In the last edition of 'Origin' Darwin complained how he and his theory had been misrepresented by the group led by Wallace supporting 'Darwinism', finishing with a final declaration that "I am convinced that natural selection has been the main but not the exclusive means of modification."
Hence Darwinism does not fully represent Darwin's theory of evolution.
Darwinism is essentially an inaccurate theist version.
HTH.

algebe's picture
@Grinseed: evolution was

@Grinseed: evolution was driven solely by natural selection.

I think that interpretation of Darwin's ideas also spawned the nasty set of ideas known as "social Darwinism", which was one of the inspirations for Nazi ideology.

Grinseed's picture
@Algebe

@Algebe
Yep.
It was Spencer the contemporaneous economist borrowing from Darwin's theory and coining the expression 'survival of the fittest' to describe the rough house nature of capitalism that set the scene for social Darwinism which Darwin rejected.

Wallace bullied Darwin to adopt 'survival of the fittest' in place of 'natural selection', I suspect because the former still allowed for divine intelligence rather than raw natural forces of the later.

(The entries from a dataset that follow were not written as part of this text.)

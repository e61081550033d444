use serde::{Deserialize, Serialize};

/// Where a tenant stands against its quota in the current window.
#[derive(Debug, Clone, Copy, PartialEq, Eq, Serialize, Deserialize)]
#[serde(tag = "status", rename_all = "snake_case")]
pub enum BudgetStatus {
    Unlimited {
        used: u64,
    },
    WithinBudget {
        used: u64,
        limit: u64,
        remaining: u64,
    },
    Exceeded {
        used: u64,
        limit: u64,
        overage: u64,
    },
}

impl BudgetStatus {
    pub(crate) fn evaluate(used: u64, quota: Option<u64>) -> Self {
        match quota {
            None => Self::Unlimited { used },
            Some(limit) if used >= limit => Self::Exceeded {
                used,
                limit,
                overage: used - limit,
            },
            Some(limit) => Self::WithinBudget {
                used,
                limit,
                remaining: limit - used,
            },
        }
    }

    pub fn is_exceeded(&self) -> bool {
        matches!(self, Self::Exceeded { .. })
    }

    pub fn used(&self) -> u64 {
        match self {
            Self::Unlimited { used } => *used,
            Self::WithinBudget { used, .. } => *used,
            Self::Exceeded { used, .. } => *used,
        }
    }
}
// =============================================================================
// Caching
// =============================================================================

mod cache_tests {
    use super::*;

    #[tokio::test]
    async fn test_equivalent_queries_hit_the_cache() {
        let (gov, _clock) = governance_with(GovernanceConfig::default());
        let cancel = CancellationToken::new();

        let first = GovernedRequest::new("acme", "EN", "  Where is   my order? ");
        let second = GovernedRequest::new("acme", "en", "where is my order?");

        let generated = gov
            .run(&first, &cancel, || async { answer("Tomorrow.", 30) })
            .await
            .unwrap();
        assert_eq!(generated.source, ResponseSource::Generated);

        let cached = gov
            .run(&second, &cancel, || async {
                Err(Failure::Fatal(UpstreamError::network("unreachable")))
            })
            .await
            .unwrap();
        assert_eq!(cached.source, ResponseSource::Cached);
        assert_eq!(cached.value, "Tomorrow.");
        assert!(cached.usage.is_none());

        let summary = gov.metrics().summary();
        assert_eq!(summary.cache_hits, 1);
        assert_eq!(summary.cache_misses, 1);
        assert_eq!(summary.upstream_calls, 1);
    }

    #[tokio::test]
    async fn test_cache_is_scoped_per_tenant() {
        let (gov, _clock) = governance_with(GovernanceConfig::default());
        let cancel = CancellationToken::new();

        gov.run(
            &GovernedRequest::new("acme", "en", "pricing"),
            &cancel,
            || async { answer("acme pricing", 5) },
        )
        .await
        .unwrap();

        let other = gov
            .run(
                &GovernedRequest::new("globex", "en", "pricing"),
                &cancel,
                || async { answer("globex pricing", 5) },
            )
            .await
            .unwrap();

        assert_eq!(other.source, ResponseSource::Generated);
        assert_eq!(other.value, "globex pricing");
    }

    #[tokio::test]
    async fn test_expired_entry_is_regenerated() {
        let (gov, clock) = governance_with(GovernanceConfig::default());
        let cancel = CancellationToken::new();
        let request = GovernedRequest::new("acme", "en", "returns policy");

        gov.run(&request, &cancel, || async { answer("30 days", 10) })
            .await
            .unwrap();

        clock.advance(Duration::from_secs(300));
        let refreshed = gov
            .run(&request, &cancel, || async { answer("60 days", 10) })
            .await
            .unwrap();

        assert_eq!(refreshed.source, ResponseSource::Generated);
        assert_eq!(refreshed.value, "60 days");
        assert_eq!(refreshed.usage.map(|u| u.units_consumed), Some(20));
    }
}

// =============================================================================
// Budget
// =============================================================================

mod budget_tests {
    use super::*;
    use support_governance::BudgetConfig;

    fn budgeted(quota: u64) -> GovernanceConfig {
        GovernanceConfig {
            budget: BudgetConfig::new(quota),
            ..Default::default()
        }
    }

    #[tokio::test]
    async fn test_budget_is_soft_then_rejects() {
        let (gov, _clock) = governance_with(budgeted(100));
        let cancel = CancellationToken::new();

        let served = gov
            .run(
                &GovernedRequest::new("acme", "en", "long answer"),
                &cancel,
                || async { answer("very long", 150) },
            )
            .await
            .unwrap();
        assert_eq!(served.usage.as_ref().map(|u| u.units_consumed), Some(150));

        let err = gov
            .run(
                &GovernedRequest::new("acme", "en", "another"),
                &cancel,
                || async { answer("nope", 1) },
            )
            .await
            .unwrap_err();

        match &err {
            Error::BudgetExceeded {
                tenant_id,
                remaining,
                resets_at,
            } => {
                assert_eq!(tenant_id, "acme");
                assert_eq!(*remaining, 0);
                let window = served.usage.as_ref().unwrap();
                assert_eq!(*resets_at, Some(window.resets_at()));
            }
            other => panic!("Expected BudgetExceeded, got {other:?}"),
        }
        assert_eq!(err.status_code(), 429);
        assert!(gov.budget().status("acme").is_exceeded());
    }

    #[tokio::test]
    async fn test_cache_hits_bypass_an_exhausted_budget() {
        let (gov, _clock) = governance_with(budgeted(10));
        let cancel = CancellationToken::new();
        let request = GovernedRequest::new("acme", "en", "faq");

        gov.run(&request, &cancel, || async { answer("answer", 10) })
            .await
            .unwrap();
        assert!(!gov.budget().allow("acme"));

        let cached = gov
            .run(&request, &cancel, || async { answer("unused", 1) })
            .await
            .unwrap();
        assert!(cached.is_cached());
    }

    #[tokio::test]
    async fn test_budget_recovers_after_window_rolls_over() {
        let (gov, clock) = governance_with(budgeted(10));
        let cancel = CancellationToken::new();

        gov.run(
            &GovernedRequest::new("acme", "en", "first"),
            &cancel,
            || async { answer("a", 10) },
        )
        .await
        .unwrap();
        assert!(!gov.budget().allow("acme"));

        clock.advance(Duration::from_secs(24 * 3600));
        let served = gov
            .run(
                &GovernedRequest::new("acme", "en", "second"),
                &cancel,
                || async { answer("b", 4) },
            )
            .await
            .unwrap();

        let usage = served.usage.unwrap();
        assert_eq!(usage.units_consumed, 4);
        assert_eq!(usage.request_count, 1);
        assert_eq!(gov.budget().remaining("acme").remaining, 6);
    }

    #[tokio::test]
    async fn test_zero_quota_disables_the_guard() {
        let (gov, _clock) = governance_with(GovernanceConfig::default());
        let cancel = CancellationToken::new();

        for i in 0..3 {
            gov.run(
                &GovernedRequest::new("acme", "en", format!("q{i}")),
                &cancel,
                || async { answer("x", 1_000_000) },
            )
            .await
            .unwrap();
        }

        let remaining = gov.budget().remaining("acme");
        assert!(!remaining.enabled);
        assert_eq!(remaining.remaining, 0);
        assert_eq!(gov.metrics().summary().budget_rejected, 0);
    }
}

// =============================================================================
// Retries and cancellation
// =============================================================================

mod resilience_tests {
    use super::*;

    fn fast_retries(max_retries: u32) -> GovernanceConfig {
        GovernanceConfig {
            retry: RetryConfig {
                max_retries,
                initial_delay_ms: 10,
                max_delay_ms: 40,
                ..Default::default()
            },
            ..Default::default()
        }
    }

    #[tokio::test(start_paused = true)]
    async fn test_transient_failures_are_retried() {
        let (gov, _clock) = governance_with(fast_retries(3));
        let cancel = CancellationToken::new();
        let calls = AtomicU32::new(0);

        let served = gov
            .run(&GovernedRequest::new("acme", "en", "flaky"), &cancel, || {
                let n = calls.fetch_add(1, Ordering::SeqCst);
                async move {
                    if n < 2 {
                        Err(UpstreamError::status(503, "overloaded").classify())
                    } else {
                        answer("finally", 7)
                    }
                }
            })
            .await
            .unwrap();

        assert_eq!(calls.load(Ordering::SeqCst), 3);
        assert_eq!(served.value, "finally");
        assert_eq!(served.usage.map(|u| u.request_count), Some(1));
    }

    #[tokio::test(start_paused = true)]
    async fn test_exhausted_retries_record_no_usage() {
        let (gov, _clock) = governance_with(fast_retries(2));
        let cancel = CancellationToken::new();
        let calls = AtomicU32::new(0);

        let err = gov
            .run(&GovernedRequest::new("acme", "en", "down"), &cancel, || {
                calls.fetch_add(1, Ordering::SeqCst);
                async { Err(UpstreamError::timeout("no response").classify()) }
            })
            .await
            .unwrap_err();

        assert_eq!(calls.load(Ordering::SeqCst), 3);
        match &err {
            Error::RetriesExhausted { attempts, last } => {
                assert_eq!(*attempts, 3);
                assert_eq!(last.kind, UpstreamErrorKind::Timeout);
            }
            other => panic!("Expected RetriesExhausted, got {other:?}"),
        }
        assert_eq!(err.status_code(), 503);
        assert!(gov.usage().get("acme").is_none());
        assert!(gov.cache().is_empty());

        let summary = gov.metrics().summary();
        assert_eq!(summary.upstream_failures, 1);
        assert_eq!(summary.in_flight, 0);
    }

    #[tokio::test(start_paused = true)]
    async fn test_client_errors_are_not_retried() {
        let (gov, _clock) = governance_with(fast_retries(3));
        let cancel = CancellationToken::new();
        let calls = AtomicU32::new(0);

        let err = gov
            .run(&GovernedRequest::new("acme", "en", "bad"), &cancel, || {
                calls.fetch_add(1, Ordering::SeqCst);
                async { Err(UpstreamError::status(400, "bad request").classify()) }
            })
            .await
            .unwrap_err();

        assert_eq!(calls.load(Ordering::SeqCst), 1);
        assert_eq!(err.code(), "UPSTREAM_FAILED");
        assert_eq!(err.status_code(), 502);
        assert_eq!(err.category(), ErrorCategory::Permanent);
    }

    #[tokio::test(start_paused = true)]
    async fn test_cancellation_during_backoff() {
        let config = GovernanceConfig {
            retry: RetryConfig {
                max_retries: 5,
                initial_delay_ms: 30_000,
                max_delay_ms: 30_000,
                ..Default::default()
            },
            ..Default::default()
        };
        let (gov, _clock) = governance_with(config);
        let cancel = CancellationToken::new();

        let canceller = cancel.clone();
        tokio::spawn(async move {
            tokio::time::sleep(Duration::from_secs(1)).await;
            canceller.cancel();
        });

        let err = gov
            .run(&GovernedRequest::new("acme", "en", "slow"), &cancel, || async {
                Err(UpstreamError::network("connection reset").classify())
            })
            .await
            .unwrap_err();

        assert!(matches!(err, Error::Cancelled));
        assert_eq!(err.code(), "REQUEST_CANCELLED");
        assert!(gov.usage().get("acme").is_none());
        assert_eq!(gov.metrics().summary().cancelled, 1);
    }

    #[tokio::test]
    async fn test_cancelled_token_skips_upstream() {
        let (gov, _clock) = governance_with(GovernanceConfig::default());
        let cancel = CancellationToken::new();
        cancel.cancel();
        let calls = AtomicU32::new(0);

        let err = gov
            .run(&GovernedRequest::new("acme", "en", "late"), &cancel, || {
                calls.fetch_add(1, Ordering::SeqCst);
                async { answer("never", 1) }
            })
            .await
            .unwrap_err();

        assert!(matches!(err, Error::Cancelled));
        assert_eq!(calls.load(Ordering::SeqCst), 0);
        assert!(gov.usage().get("acme").is_none());
    }

    #[tokio::test(start_paused = true)]
    async fn test_cancellation_while_upstream_is_running() {
        let (gov, _clock) = governance_with(GovernanceConfig::default());
        let cancel = CancellationToken::new();

        let canceller = cancel.clone();
        tokio::spawn(async move {
            tokio::time::sleep(Duration::from_millis(50)).await;
            canceller.cancel();
        });

        let err = gov
            .run(&GovernedRequest::new("acme", "en", "slow answer"), &cancel, || async {
                tokio::time::sleep(Duration::from_secs(60)).await;
                answer("too late", 500)
            })
            .await
            .unwrap_err();

        assert!(matches!(err, Error::Cancelled));
        assert!(gov.usage().get("acme").is_none());
        assert!(gov.cache().is_empty());

        let summary = gov.metrics().summary();
        assert_eq!(summary.cancelled, 1);
        assert_eq!(summary.in_flight, 0);
    }

    #[tokio::test(start_paused = true)]
    async fn test_dropped_request_releases_in_flight() {
        let (gov, _clock) = governance_with(GovernanceConfig::default());
        let cancel = CancellationToken::new();
        let request = GovernedRequest::new("acme", "en", "abandoned");

        let outcome = tokio::time::timeout(
            Duration::from_millis(10),
            gov.run(&request, &cancel, || async {
                tokio::time::sleep(Duration::from_secs(60)).await;
                answer("never delivered", 500)
            }),
        )
        .await;
        assert!(outcome.is_err());

        let summary = gov.metrics().summary();
        assert_eq!(summary.in_flight, 0);
        assert_eq!(summary.upstream_calls, 1);
        assert_eq!(summary.cancelled, 1);
        assert!(gov.usage().get("acme").is_none());
        assert!(gov.cache().is_empty());
    }
}
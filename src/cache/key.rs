//! Deterministic cache keys.

use crate::tenant::normalize_tenant;

const SEPARATOR: char = '\u{1f}';

/// Builds the response-cache key for a tenant, locale and query.
///
/// The query is case-folded and its whitespace collapsed, so trivially
/// different spellings of the same question share one entry. Fields are
/// joined with the ASCII unit separator, which ordinary text never contains.
pub fn cache_key(tenant_id: &str, locale: &str, query: &str) -> String {
    let tenant = normalize_tenant(tenant_id);
    let locale = locale.trim().to_lowercase();
    let query = query
        .split_whitespace()
        .collect::<Vec<_>>()
        .join(" ")
        .to_lowercase();

    let mut key = String::with_capacity(tenant.len() + locale.len() + query.len() + 2);
    key.push_str(tenant);
    key.push(SEPARATOR);
    key.push_str(&locale);
    key.push(SEPARATOR);
    key.push_str(&query);
    key
}
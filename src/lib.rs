//! # support-governance
//!
//! Multi-tenant governance for a support service that answers questions by
//! calling a metered upstream generator.
//!
//! Every request passes through a per-tenant token-bucket rate limiter, a
//! TTL result cache, a rolling-window usage tracker with an optional budget
//! guard, and a cancellable retry executor with exponential backoff.
//!
//! ## Quick Start
//!
//! ```rust,no_run
//! use support_governance::prelude::*;
//! use tokio_util::sync::CancellationToken;
//!
//! #[tokio::main]
//! async fn main() -> Result<()> {
//!     let config = GovernanceConfig::from_env()?;
//!     let governance: Governance<String> = Governance::new(&config);
//!
//!     let request = GovernedRequest::new("acme", "en", "Where is my order?");
//!     let served = governance
//!         .run(&request, &CancellationToken::new(), || async {
//!             Ok(Generation::new("It ships tomorrow.".to_string(), 128))
//!         })
//!         .await?;
//!
//!     println!("{} ({:?})", served.value, served.source);
//!     Ok(())
//! }
//! ```

#![cfg_attr(docsrs, feature(doc_cfg))]
#![allow(missing_docs)]
#![deny(rustdoc::broken_intra_doc_links)]

pub mod budget;
pub mod cache;
pub mod clock;
pub mod config;
pub mod governance;
pub mod limiter;
pub mod observability;
pub mod prelude;
pub mod resilience;
pub mod tenant;
pub mod upstream;
pub mod usage;

// Re-exports for convenience
pub use budget::{BudgetConfig, BudgetGuard, BudgetRemaining, BudgetStatus};
pub use cache::{CacheConfig, CacheStats, ResponseCache, cache_key};
pub use clock::{Clock, ManualClock, SystemClock};
pub use config::{ConfigError, GovernanceConfig};
pub use governance::{Governance, GovernedRequest, ResponseSource, Served};
pub use limiter::{RateLimitConfig, TenantRateLimiter};
pub use observability::{GovernanceMetrics, MetricsSummary};
pub use resilience::{
    BackoffExecutor, ExponentialBackoff, Failure, RetryConfig, RetryError, RetryPolicy,
};
pub use tenant::{UNKNOWN_TENANT, normalize_tenant};
pub use upstream::{Generation, UpstreamError, UpstreamErrorKind};
pub use usage::{UsageConfig, UsageSnapshot, UsageTracker};

use chrono::{DateTime, Utc};

/// Error type for governed requests.
#[derive(Debug, thiserror::Error)]
#[non_exhaustive]
pub enum Error {
    #[error("Rate limit exceeded for tenant {tenant_id}")]
    RateLimitExceeded { tenant_id: String },

    #[error("Token budget exceeded for tenant {tenant_id}{}", match resets_at {
        Some(at) => format!(" (resets at {})", at.to_rfc3339()),
        None => String::new(),
    })]
    BudgetExceeded {
        tenant_id: String,
        remaining: u64,
        resets_at: Option<DateTime<Utc>>,
    },

    #[error("Upstream call failed: {0}")]
    Upstream(UpstreamError),

    #[error("Upstream call failed after {attempts} attempts: {last}")]
    RetriesExhausted { attempts: u32, last: UpstreamError },

    #[error("Request cancelled")]
    Cancelled,

    #[error("Configuration error: {0}")]
    Config(#[from] ConfigError),
}

/// Error category for unified error handling.
#[derive(Debug, Clone, Copy, PartialEq, Eq)]
pub enum ErrorCategory {
    /// Refused by a governance policy before reaching upstream
    Rejected,
    /// Upstream kept failing with errors that may clear up later
    Transient,
    /// Upstream failed in a way retrying will not fix
    Permanent,
    /// The caller gave up
    Cancelled,
    Configuration,
}

impl Error {
    /// Stable machine-readable code.
    pub fn code(&self) -> &'static str {
        match self {
            Error::RateLimitExceeded { .. } => "RATE_LIMIT_EXCEEDED",
            Error::BudgetExceeded { .. } => "BUDGET_EXCEEDED",
            Error::Upstream(_) => "UPSTREAM_FAILED",
            Error::RetriesExhausted { .. } => "RETRIES_EXHAUSTED",
            Error::Cancelled => "REQUEST_CANCELLED",
            Error::Config(_) => "CONFIGURATION_ERROR",
        }
    }

    pub fn category(&self) -> ErrorCategory {
        match self {
            Error::RateLimitExceeded { .. } | Error::BudgetExceeded { .. } => {
                ErrorCategory::Rejected
            }
            Error::RetriesExhausted { .. } => ErrorCategory::Transient,
            Error::Upstream(e) if e.is_retryable() => ErrorCategory::Transient,
            Error::Upstream(_) => ErrorCategory::Permanent,
            Error::Cancelled => ErrorCategory::Cancelled,
            Error::Config(_) => ErrorCategory::Configuration,
        }
    }

    pub fn is_rejection(&self) -> bool {
        self.category() == ErrorCategory::Rejected
    }

    pub fn is_retryable(&self) -> bool {
        self.category() == ErrorCategory::Transient
    }

    /// HTTP status a front end should answer with.
    pub fn status_code(&self) -> u16 {
        match self {
            Error::RateLimitExceeded { .. } | Error::BudgetExceeded { .. } => 429,
            Error::Upstream(_) => 502,
            Error::RetriesExhausted { .. } => 503,
            Error::Cancelled => 499,
            Error::Config(_) => 500,
        }
    }

    pub fn tenant_id(&self) -> Option<&str> {
        match self {
            Error::RateLimitExceeded { tenant_id } | Error::BudgetExceeded { tenant_id, .. } => {
                Some(tenant_id)
            }
            _ => None,
        }
    }

    pub fn upstream_error(&self) -> Option<&UpstreamError> {
        match self {
            Error::Upstream(e) | Error::RetriesExhausted { last: e, .. } => Some(e),
            _ => None,
        }
    }
}

impl From<RetryError<UpstreamError>> for Error {
    fn from(err: RetryError<UpstreamError>) -> Self {
        match err {
            RetryError::Fatal(e) => Error::Upstream(e),
            RetryError::Exhausted { attempts, last } => Error::RetriesExhausted { attempts, last },
            RetryError::Cancelled => Error::Cancelled,
        }
    }
}

/// Result type alias for governance operations.
pub type Result<T> = std::result::Result<T, Error>;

SecularSonOfABiscuitEater's picture
Now I will admit this made me

Now I will admit this made me laugh. Still... Shut the fuck up you fucking pedophile.

Gracias.

Cognostic's picture
Honestly: Every time I hear

Honestly: Every time I hear someone use the word "Darwininsm" I think to myself, "Now there is an idiot." Evolution has 160 years of science supporting it. To take 160 years of research, facts, exploration, progress and human development, and then reduce it down to Darwin's observations, is pure ignorance.

Bill McDonald's picture
Science and God are not

Science and God are not conflicts. If there is another extinction, an octopus group may be the next sentient entity. It is unlikely to be a fly. God (?) evolution will continue just as we get a new flu virus each year. It does not matter. With new genome modification, we could change a human into a fly or enhance people would be leadership and the remainder second class. It is Brave New World; and the potential is here, now. Darwin merely placed a theory at that point is history for consideration. Then everybody debates it; and tests to see if it is possible or needs to be expanded. Which is what was done. As a evolutionary Christian, it is not important for faith. It is best to worship God and not the books.

David Killens's picture
I don't worship books, gods

I don't worship books, gods or anything.

Darwin was the first to popularize a concept, one that has been extensively studied and discussed for many decades. And the theory of evolution has been well supported by theoretical results, as has been in step with genetics as well.

As far as the idea that another intelligent species may replace us is pure conjecture. personally, I hold the belief that it took great odds for humanity to reach such heights of intelligence. The odds that life may exist on other planets is high, the odds that it has evolved into an intelligent species is in doubt.